Secondly, I simulated post-predictive data. *xlim* trims off outlier values
in the simulation. Note there are two different versions of the
post-predictive functions, because the ggdmc version > 0.2.7.5 starts to
use S4 class, which use *@*, instead of *$* to extract elemnts in an object.

```
predict_one <- function(object, npost = 100, rand = TRUE, factors = NA,
xlim = NA, seed = NULL)
{
require(ggdmc)
if(packageVersion('ggdmc') == '0.2.6.0') {
message('Using $ to extract object in v 0.2.6.0')
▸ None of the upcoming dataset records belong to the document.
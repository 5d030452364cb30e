//! HTTP parser.

use std::fmt;

use bitflags::bitflags;

use crate::error::ParseError;

pub mod header;
pub mod parser;
pub mod semantics;
mod tables;

pub use self::header::{HeaderClassifier, HeaderMatchState};
pub use self::parser::{MessageHandler, ParseState, Parser};

/// Largest single token (method, path, header name or header value) accepted by default.
pub const HTTP_MAX_HEADER_SIZE: usize = 80 * 1024;

/// `content_length` of a message without a `Content-Length` header.
pub const UNKNOWN_CONTENT_LENGTH: u64 = u64::MAX;

/// A parser types.
#[derive(Debug, Clone, Copy, PartialEq, Eq, Hash)]
pub enum ParserType {
    /// Parse request only.
    Request,
    /// Parse response only.
    Response,
}

impl TryFrom<u8> for ParserType {
    type Error = ParseError;

    fn try_from(tag: u8) -> Result<ParserType, ParseError> {
        match tag {
            0 => Ok(ParserType::Request),
            1 => Ok(ParserType::Response),
            _ => Err(ParseError::BadParserType),
        }
    }
}

bitflags! {
    /// Facts about the current message learned from its headers.
    #[derive(Debug, Clone, Copy, PartialEq, Eq, Hash)]
    pub struct Flags: u8 {
        /// `Transfer-Encoding: chunked`
        const CHUNKED = 1 << 0;
        /// `Connection: close`
        const CONNECTION_CLOSE = 1 << 1;
        /// `Connection: keep-alive`
        const CONNECTION_KEEP_ALIVE = 1 << 2;
        /// The message has no body regardless of its headers, e.g. a response to HEAD.
        const SKIP_BODY = 1 << 3;
    }
}

/// A list of well-known HTTP versions.
#[allow(non_camel_case_types)]
#[derive(Debug, Clone, Copy, PartialEq, Eq, Hash)]
pub enum HttpVersion {
    /// HTTP/0.9
    HTTP_0_9,
    /// HTTP/1.0
    HTTP_1_0,
    /// HTTP/1.1
    HTTP_1_1,
}

impl HttpVersion {
    /// Detect HTTP version with major and minor.
    pub fn find(major: u16, minor: u16) -> Option<HttpVersion> {
        match (major, minor) {
            (0, 9) => Some(HttpVersion::HTTP_0_9),
            (1, 0) => Some(HttpVersion::HTTP_1_0),
            (1, 1) => Some(HttpVersion::HTTP_1_1),
            _ => None,
        }
    }
}

impl fmt::Display for HttpVersion {
    fn fmt(&self, f: &mut fmt::Formatter<'_>) -> fmt::Result {
        match *self {
            HttpVersion::HTTP_0_9 => f.pad("HTTP/0.9"),
            HttpVersion::HTTP_1_0 => f.pad("HTTP/1.0"),
            HttpVersion::HTTP_1_1 => f.pad("HTTP/1.1"),
        }
    }
}

/// Parser limits.
#[derive(Debug, Clone, Copy, PartialEq, Eq)]
pub struct Config {
    /// Capacity of the token buffer. A token must be strictly shorter.
    pub max_token_size: usize,
}

impl Default for Config {
    fn default() -> Config {
        Config { max_token_size: HTTP_MAX_HEADER_SIZE }
    }
}

impl Config {
    /// Set the token buffer capacity.
    pub fn max_token_size(mut self, size: usize) -> Config {
        self.max_token_size = size;
        self
    }
}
out <- predict_one0260(object, npost, rand, factors, xlim, seed)
} else {
message('Using @ to extract object in v 0.2.6.0')
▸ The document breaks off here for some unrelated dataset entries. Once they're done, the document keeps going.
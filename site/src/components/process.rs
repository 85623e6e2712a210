use crate::content::{PROCESS_HEADING, PROCESS_STEPS};
use leptos::prelude::*;

/// Numbered deployment pipeline steps, in listed order.
#[component]
pub fn DeploymentProcess() -> impl IntoView {
    view! {
        <section class="process">
            <h2>{PROCESS_HEADING}</h2>
            <div class="process-grid">
                {PROCESS_STEPS.iter().enumerate().map(|(idx, step)| view! {
                    <div class="process-step">
                        <div class="step-number">{idx + 1}</div>
                        <h3>{step.title}</h3>
                        <p>{step.description}</p>
                    </div>
                }).collect::<Vec<_>>()}
            </div>
        </section>
    }
}
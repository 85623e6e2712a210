use crate::content::{SERVICES, SERVICES_HEADING};
use leptos::prelude::*;

/// "Azure Static Web Apps Features" card grid.
#[component]
pub fn Services() -> impl IntoView {
    view! {
        <section class="services">
            <h2>{SERVICES_HEADING}</h2>
            <div class="services-grid">
                {SERVICES.iter().map(|service| view! {
                    <div class="service-card">
                        <div class="service-icon">{service.icon}</div>
                        <h3>{service.title}</h3>
                        <p>{service.description}</p>
                    </div>
                }).collect::<Vec<_>>()}
            </div>
        </section>
    }
}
out <- predict_one0280(object, npost, rand, factors, xlim, seed)
}
return(out)
}
predict_one0260 <- function(object, npost, rand, factors, xlim, seed)
{
model <- attr(object$data, 'model')
facs <- names(attr(model, "factors"));
if (!is.null(factors))
{
if (any(is.na(factors))) factors <- facs
if (!all(factors %in% facs))
stop(paste("Factors argument must contain one or more of:", paste(facs, collapse=",")))
}
resp <- names(attr(model, "responses"))
ns <- table(object$data[,facs], dnn = facs)
npar <- object$n.pars
nchain <- object$n.chains
nmc <- object$nmc
ntsample <- nchain * nmc
pnames <- object$p.names
thetas <- matrix(aperm(object$theta, c(3,2,1)), ncol = npar)
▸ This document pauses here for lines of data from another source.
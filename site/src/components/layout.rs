//! Layout wrapper - the complete HTML document around one page body.
//!
//! Page views never build chrome themselves; [`crate::render_page`] hands
//! this component the page's [`PageMeta`] and content tree.

use crate::styles::SITE_CSS;
use crate::types::PageMeta;
use leptos::prelude::*;

/// The chromed document: head metadata, inline stylesheet, navigation, and
/// the page body in the main slot.
#[component]
pub fn PageDocument(meta: PageMeta, body: AnyView) -> impl IntoView {
    view! {
        <html lang="no">
            <head>
                <meta charset="UTF-8" />
                <meta name="viewport" content="width=device-width, initial-scale=1" />
                <meta name="description" content=meta.description />
                <title>{meta.title}</title>
                <style>{SITE_CSS}</style>
            </head>
            <body>
                <SiteNav />
                <main class="site-main">{body}</main>
            </body>
        </html>
    }
}

#[component]
fn SiteNav() -> impl IntoView {
    view! {
        <nav class="site-nav">
            <div class="container nav-inner">
                <a href="/" class="nav-brand">"PROTONORD"</a>
                <div class="nav-links">
                    <a href="/" class="nav-link">"Hjem"</a>
                    <a href="/shopify" class="nav-link">"Shopify"</a>
                    <a href="/cloud-files" class="nav-link">"Cloud Files"</a>
                    <a href="/docs" class="nav-link">"Dokumentasjon"</a>
                </div>
            </div>
        </nav>
    }
}
// Home page body - the five sections in fixed order
use super::{DeploymentProcess, FooterInfo, Hero, Services, Stats};
use leptos::prelude::*;

/// The composite home view: hero, stats, services, process, footer.
#[component]
pub fn HomeView() -> impl IntoView {
    view! {
        <Hero />
        <Stats />
        <Services />
        <DeploymentProcess />
        <FooterInfo />
    }
}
colnames(thetas) <- pnames
if (is.na(npost)) {
use <- 1:ntsample
} else {
if (rand) {
use <- sample(1:ntsample, npost, replace = F)
} else {
## Debugging purpose
use <- round(seq(1, ntsample, length.out = npost))
}
}
npost <- length(use)
posts <- thetas[use, ]
nttrial <- sum(ns) ## number of total trials
v <- lapply(1:npost, function(i) {
ggdmc:::simulate_one(model, n = ns, ps = posts[i,], seed = seed)
})
out <- data.table::rbindlist(v)
reps <- rep(1:npost, each = nttrial)
out <- cbind(reps, out)
if (!any(is.na(xlim)))
{
out <- out[RT > xlim[1] & RT < xlim[2]]
}
return(out)
}
predict_one0280 <- function(object, npost, rand, factors, xlim, seed)
{
## Update for using S4 class
model <- object@dmi@model
facs <- names(attr(model, "factors"));
if (!is.null(factors))
{
if (any(is.na(factors))) factors <- facs
if (!all(factors %in% facs))
stop(paste("Factors argument must contain one or more of:", paste(facs, collapse=",")))
}
resp <- names(attr(model, "responses"));
ns <- table(object@dmi@data[,facs], dnn = facs);
npar <- object@npar
nchain <- object@nchain
nmc <- object@nmc;
ntsample <- nchain * nmc
pnames <- object@pnames
thetas <- matrix(aperm(object@theta, c(3,2,1)), ncol = npar)
colnames(thetas) <- pnames
if (is.na(npost)) {
use <- 1:ntsample
} else {
if (rand) {
use <- sample(1:ntsample, npost, replace = F)
} else {
## Debugging purpose
use <- round(seq(1, ntsample, length.out = npost))
}
}
npost <- length(use)
posts <- thetas[use, ]
nttrial <- sum(ns) ## number of total trials
v <- lapply(1:npost, function(i) {
ggdmc:::simulate_one(model, n = ns, ps = posts[i,], seed = seed)
})
out <- data.table::rbindlist(v)
reps <- rep(1:npost, each = nttrial)
out <- cbind(reps, out)
if (!any(is.na(xlim)))
{
out <- out[RT > xlim[1] & RT < xlim[2]]
}
return(out)
}
pp <- predict_one(fit, xlim = c(0, 5))
dat <- fit@dmi@data ## use this line for version > 0.2.7.5
## dat <- fit$data ## use this line for version 0.2.6.0
dat$C <- ifelse(dat$S == "s1" & dat$R == "r1", TRUE,
ifelse(dat$S == "s2" & dat$R == "r2", TRUE,
ifelse(dat$S == "s1" & dat$R == "r2", FALSE,
ifelse(dat$S == "s2" & dat$R == "r1", FALSE, NA))))
pp$C <- ifelse(pp$S == "s1" & pp$R == "r1", TRUE,
ifelse(pp$S == "s2" & pp$R == "r2", TRUE,
ifelse(pp$S == "s1" & pp$R == "r2", FALSE,
ifelse(pp$S == "s2" & pp$R == "r1", FALSE, NA))))
dat$reps <- NA
dat$type <- "Data"
pp$reps <- factor(pp$reps)
pp$type <- "Simulation"
DT <- rbind(dat, pp)
require(ggplot2)
p1 <- ggplot(DT, aes(RT, color = reps, size = type)) +
geom_freqpoly(binwidth = .05) +
scale_size_manual(values = c(1, .3)) +
scale_color_grey(na.value = "black") +
theme(legend.position = "none") +
facet_grid(S ~ C)
```

The grey lines are model predictions. By default, predict_one randomly draws 100 parameter estimates and simulate data based on them. Therefore, there are 100 lines, showing the prediction variability. The solid dark line shows the data. In this case, the dark line is within the range covering by the grey lines. Note that the error responses (FALSE) are not predicted as well as the correct responses. This is fairly common, when the number of trial is small. In this case, it has only 13 trials.